Problem requirements:
Work out how many lines in the data include the string "consumed"; reply with that number alone.

Collected data
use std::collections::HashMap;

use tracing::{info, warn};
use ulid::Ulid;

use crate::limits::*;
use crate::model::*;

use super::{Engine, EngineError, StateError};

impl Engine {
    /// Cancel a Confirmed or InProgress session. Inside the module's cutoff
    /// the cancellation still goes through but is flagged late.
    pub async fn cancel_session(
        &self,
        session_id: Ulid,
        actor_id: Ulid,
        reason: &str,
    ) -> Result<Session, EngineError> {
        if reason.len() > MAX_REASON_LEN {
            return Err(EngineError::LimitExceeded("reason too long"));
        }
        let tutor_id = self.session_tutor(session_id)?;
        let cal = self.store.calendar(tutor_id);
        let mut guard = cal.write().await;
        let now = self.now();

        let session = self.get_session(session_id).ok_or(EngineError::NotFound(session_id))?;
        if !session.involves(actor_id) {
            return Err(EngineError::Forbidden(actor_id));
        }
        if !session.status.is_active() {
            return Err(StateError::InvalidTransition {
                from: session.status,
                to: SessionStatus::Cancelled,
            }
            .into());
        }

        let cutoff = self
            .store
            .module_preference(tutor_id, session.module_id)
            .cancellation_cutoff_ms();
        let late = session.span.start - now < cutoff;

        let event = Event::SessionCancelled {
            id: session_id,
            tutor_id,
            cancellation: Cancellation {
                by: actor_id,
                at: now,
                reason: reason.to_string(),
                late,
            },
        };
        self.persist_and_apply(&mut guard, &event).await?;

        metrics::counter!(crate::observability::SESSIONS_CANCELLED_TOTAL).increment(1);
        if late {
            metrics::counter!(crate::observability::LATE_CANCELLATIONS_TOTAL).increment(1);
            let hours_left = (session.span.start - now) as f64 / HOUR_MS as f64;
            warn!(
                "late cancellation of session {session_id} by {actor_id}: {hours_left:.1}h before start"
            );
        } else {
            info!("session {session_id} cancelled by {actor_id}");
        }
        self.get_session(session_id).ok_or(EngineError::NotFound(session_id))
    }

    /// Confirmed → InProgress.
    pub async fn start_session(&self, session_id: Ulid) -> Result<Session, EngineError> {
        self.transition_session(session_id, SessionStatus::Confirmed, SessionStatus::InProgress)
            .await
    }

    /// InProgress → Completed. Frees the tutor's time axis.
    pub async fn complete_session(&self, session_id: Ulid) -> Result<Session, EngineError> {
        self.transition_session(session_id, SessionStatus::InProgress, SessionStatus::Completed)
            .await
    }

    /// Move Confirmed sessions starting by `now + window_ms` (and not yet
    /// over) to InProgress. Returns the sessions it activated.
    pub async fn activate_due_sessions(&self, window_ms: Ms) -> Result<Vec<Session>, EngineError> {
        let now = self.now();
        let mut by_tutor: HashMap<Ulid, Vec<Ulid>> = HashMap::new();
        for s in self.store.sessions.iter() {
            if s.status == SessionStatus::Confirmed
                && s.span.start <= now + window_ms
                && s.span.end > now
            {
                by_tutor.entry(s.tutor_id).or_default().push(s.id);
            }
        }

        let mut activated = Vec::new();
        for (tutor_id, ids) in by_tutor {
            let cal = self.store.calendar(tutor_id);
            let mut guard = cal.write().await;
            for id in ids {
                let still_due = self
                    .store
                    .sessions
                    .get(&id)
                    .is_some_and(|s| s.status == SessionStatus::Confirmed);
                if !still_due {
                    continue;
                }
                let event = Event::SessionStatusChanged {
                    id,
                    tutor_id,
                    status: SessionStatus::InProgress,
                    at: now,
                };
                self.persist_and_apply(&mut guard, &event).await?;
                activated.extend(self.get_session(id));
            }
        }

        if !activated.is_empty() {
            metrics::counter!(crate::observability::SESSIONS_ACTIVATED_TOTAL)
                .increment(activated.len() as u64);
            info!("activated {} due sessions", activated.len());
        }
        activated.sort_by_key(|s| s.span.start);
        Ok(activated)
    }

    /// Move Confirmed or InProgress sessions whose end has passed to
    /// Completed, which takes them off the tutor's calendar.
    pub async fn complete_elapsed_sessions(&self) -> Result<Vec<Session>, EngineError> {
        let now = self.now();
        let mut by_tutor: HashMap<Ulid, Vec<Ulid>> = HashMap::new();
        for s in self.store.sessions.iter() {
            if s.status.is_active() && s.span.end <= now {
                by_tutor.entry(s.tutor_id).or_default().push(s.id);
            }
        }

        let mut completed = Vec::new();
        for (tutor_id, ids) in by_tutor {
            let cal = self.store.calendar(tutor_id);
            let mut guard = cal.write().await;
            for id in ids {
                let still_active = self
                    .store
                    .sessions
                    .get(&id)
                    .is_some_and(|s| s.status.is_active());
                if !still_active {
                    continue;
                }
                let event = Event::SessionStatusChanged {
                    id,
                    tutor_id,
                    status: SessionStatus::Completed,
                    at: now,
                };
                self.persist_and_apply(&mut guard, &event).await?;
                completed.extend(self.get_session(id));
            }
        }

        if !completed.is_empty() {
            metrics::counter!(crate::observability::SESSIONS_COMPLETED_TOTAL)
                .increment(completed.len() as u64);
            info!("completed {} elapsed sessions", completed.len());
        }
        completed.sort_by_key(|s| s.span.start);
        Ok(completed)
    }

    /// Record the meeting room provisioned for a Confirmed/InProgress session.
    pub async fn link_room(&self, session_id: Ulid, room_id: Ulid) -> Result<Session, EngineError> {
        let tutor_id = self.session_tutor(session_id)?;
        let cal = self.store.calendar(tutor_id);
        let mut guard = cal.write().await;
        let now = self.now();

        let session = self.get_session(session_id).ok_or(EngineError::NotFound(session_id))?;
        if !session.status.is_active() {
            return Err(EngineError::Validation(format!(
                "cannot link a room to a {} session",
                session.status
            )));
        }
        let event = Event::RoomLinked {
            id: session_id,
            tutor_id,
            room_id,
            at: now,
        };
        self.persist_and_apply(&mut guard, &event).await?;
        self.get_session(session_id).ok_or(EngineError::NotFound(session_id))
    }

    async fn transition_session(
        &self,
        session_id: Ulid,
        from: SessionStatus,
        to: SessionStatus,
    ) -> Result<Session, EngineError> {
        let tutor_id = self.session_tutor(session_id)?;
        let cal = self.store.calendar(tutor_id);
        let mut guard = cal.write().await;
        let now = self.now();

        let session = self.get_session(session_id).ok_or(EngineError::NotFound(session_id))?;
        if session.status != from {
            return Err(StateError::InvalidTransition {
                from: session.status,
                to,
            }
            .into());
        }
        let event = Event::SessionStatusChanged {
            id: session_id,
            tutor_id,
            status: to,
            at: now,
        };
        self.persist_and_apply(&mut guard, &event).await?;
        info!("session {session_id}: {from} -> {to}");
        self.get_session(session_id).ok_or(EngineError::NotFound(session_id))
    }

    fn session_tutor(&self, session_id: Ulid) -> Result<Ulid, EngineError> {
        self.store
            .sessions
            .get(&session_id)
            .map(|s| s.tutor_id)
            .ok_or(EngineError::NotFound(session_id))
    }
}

---

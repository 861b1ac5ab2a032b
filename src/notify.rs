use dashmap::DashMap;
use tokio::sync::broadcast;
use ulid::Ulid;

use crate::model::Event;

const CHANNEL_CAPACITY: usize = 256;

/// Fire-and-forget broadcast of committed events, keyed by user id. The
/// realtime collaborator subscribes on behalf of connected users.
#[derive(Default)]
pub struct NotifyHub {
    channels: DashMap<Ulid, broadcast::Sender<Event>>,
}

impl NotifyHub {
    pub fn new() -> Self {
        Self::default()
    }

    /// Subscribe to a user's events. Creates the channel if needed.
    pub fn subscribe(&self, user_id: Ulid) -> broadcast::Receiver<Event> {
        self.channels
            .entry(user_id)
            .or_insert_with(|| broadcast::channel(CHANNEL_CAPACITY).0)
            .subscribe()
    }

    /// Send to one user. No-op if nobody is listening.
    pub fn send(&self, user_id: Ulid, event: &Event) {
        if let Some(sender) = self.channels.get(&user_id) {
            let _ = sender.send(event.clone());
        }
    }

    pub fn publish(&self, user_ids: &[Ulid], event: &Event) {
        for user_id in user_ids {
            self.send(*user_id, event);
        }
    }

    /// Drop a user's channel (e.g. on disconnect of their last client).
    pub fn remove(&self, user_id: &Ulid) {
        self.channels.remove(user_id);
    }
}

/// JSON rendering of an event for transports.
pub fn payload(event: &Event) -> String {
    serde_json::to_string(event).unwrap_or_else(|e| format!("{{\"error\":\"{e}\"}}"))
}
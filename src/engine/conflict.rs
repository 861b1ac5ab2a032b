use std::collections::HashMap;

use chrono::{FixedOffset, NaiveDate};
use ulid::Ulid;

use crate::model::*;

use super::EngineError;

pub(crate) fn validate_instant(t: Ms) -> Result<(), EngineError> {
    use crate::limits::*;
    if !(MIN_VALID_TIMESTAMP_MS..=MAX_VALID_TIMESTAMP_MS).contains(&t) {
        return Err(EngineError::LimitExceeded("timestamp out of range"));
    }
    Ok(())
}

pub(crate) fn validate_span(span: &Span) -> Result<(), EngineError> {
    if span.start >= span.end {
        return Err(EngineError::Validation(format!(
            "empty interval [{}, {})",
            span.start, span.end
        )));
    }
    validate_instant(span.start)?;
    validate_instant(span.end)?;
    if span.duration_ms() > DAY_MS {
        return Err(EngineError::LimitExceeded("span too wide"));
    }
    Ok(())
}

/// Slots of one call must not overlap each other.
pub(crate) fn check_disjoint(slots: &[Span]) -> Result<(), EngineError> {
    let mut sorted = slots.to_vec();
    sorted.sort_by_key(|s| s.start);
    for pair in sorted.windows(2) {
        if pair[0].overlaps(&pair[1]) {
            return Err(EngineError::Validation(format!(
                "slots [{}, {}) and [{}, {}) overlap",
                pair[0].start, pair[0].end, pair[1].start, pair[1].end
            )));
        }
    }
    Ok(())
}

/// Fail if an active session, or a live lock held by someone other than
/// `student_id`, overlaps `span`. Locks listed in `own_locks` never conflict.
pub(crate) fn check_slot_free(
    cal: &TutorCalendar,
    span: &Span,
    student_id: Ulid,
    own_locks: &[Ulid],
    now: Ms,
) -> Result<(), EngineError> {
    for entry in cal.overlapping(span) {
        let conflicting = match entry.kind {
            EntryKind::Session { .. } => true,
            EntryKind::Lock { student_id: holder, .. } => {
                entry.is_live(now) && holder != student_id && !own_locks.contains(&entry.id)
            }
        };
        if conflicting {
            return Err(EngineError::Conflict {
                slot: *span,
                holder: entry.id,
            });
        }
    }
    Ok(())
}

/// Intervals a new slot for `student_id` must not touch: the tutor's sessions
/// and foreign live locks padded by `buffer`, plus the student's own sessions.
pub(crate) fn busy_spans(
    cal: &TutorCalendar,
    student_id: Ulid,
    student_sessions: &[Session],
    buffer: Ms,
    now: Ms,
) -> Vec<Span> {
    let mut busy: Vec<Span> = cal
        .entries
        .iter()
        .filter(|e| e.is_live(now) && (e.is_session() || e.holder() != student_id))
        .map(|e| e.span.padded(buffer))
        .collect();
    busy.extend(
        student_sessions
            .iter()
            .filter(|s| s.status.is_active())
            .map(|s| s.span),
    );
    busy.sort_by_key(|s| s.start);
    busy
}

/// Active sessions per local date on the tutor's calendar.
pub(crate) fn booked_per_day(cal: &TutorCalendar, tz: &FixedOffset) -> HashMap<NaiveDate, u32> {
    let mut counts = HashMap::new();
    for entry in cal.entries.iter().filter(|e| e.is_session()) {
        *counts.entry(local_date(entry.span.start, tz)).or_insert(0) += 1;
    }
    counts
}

---

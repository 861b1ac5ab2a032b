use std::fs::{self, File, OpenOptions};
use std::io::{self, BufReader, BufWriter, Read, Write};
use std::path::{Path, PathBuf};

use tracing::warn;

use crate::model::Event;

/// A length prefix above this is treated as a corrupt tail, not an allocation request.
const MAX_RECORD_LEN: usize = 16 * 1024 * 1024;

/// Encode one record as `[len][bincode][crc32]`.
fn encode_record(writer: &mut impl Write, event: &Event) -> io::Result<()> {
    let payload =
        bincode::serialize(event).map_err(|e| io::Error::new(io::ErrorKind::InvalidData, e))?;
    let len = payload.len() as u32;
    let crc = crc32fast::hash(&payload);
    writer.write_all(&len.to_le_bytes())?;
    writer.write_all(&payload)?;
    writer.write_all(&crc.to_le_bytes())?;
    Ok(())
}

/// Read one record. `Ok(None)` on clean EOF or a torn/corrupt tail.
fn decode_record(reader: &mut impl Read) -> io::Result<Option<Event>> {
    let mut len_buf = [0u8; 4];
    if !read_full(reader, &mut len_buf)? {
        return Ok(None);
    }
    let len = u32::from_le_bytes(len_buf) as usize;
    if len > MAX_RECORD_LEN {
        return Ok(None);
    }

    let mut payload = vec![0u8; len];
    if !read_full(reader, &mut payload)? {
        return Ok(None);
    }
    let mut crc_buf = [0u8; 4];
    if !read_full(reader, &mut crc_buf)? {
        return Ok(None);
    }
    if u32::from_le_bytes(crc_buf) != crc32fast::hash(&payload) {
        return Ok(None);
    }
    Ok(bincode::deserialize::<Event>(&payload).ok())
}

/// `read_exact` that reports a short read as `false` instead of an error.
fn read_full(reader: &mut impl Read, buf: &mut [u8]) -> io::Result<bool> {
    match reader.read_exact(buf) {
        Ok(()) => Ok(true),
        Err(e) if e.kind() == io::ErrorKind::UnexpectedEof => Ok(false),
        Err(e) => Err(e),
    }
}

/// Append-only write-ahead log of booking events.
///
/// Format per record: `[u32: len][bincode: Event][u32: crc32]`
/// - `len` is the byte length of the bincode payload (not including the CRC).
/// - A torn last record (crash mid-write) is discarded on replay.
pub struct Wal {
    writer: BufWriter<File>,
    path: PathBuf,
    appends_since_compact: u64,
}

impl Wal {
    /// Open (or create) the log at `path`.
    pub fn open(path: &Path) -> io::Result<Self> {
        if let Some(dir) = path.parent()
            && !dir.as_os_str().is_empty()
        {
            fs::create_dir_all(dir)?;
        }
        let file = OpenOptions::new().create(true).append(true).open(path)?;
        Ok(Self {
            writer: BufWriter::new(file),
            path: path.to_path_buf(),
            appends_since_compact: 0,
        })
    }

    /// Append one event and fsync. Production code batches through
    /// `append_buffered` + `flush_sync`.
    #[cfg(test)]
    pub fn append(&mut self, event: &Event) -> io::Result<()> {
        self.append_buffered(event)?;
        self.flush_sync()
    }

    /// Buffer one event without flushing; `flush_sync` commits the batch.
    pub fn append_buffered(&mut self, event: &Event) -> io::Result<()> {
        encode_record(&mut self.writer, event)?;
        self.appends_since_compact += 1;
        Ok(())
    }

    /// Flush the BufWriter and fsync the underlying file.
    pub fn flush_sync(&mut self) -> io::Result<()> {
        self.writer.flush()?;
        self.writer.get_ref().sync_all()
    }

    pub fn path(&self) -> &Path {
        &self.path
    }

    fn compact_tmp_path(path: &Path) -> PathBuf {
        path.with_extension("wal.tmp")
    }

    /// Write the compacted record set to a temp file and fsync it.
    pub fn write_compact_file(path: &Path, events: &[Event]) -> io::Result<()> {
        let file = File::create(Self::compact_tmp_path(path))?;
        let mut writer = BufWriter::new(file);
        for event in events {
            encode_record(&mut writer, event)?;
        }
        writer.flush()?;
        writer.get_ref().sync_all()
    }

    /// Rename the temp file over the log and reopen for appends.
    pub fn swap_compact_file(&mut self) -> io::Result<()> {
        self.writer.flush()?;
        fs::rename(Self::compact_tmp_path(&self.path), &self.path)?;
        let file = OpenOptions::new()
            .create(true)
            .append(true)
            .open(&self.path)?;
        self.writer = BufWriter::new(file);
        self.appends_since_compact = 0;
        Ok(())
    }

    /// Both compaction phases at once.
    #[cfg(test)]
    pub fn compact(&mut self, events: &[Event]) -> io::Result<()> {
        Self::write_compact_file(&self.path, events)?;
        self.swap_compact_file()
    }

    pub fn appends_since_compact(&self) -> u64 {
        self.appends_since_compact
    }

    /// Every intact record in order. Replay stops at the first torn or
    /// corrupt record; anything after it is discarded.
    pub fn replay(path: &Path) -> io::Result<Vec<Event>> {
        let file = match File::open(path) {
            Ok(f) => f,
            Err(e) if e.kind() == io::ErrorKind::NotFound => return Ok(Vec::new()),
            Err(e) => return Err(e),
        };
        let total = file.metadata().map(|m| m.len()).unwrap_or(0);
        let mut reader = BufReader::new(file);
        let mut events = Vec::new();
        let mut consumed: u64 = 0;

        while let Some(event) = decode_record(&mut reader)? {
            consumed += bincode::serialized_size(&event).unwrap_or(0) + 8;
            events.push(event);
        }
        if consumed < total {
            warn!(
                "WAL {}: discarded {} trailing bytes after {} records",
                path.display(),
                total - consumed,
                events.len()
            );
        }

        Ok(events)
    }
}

Written solution:
4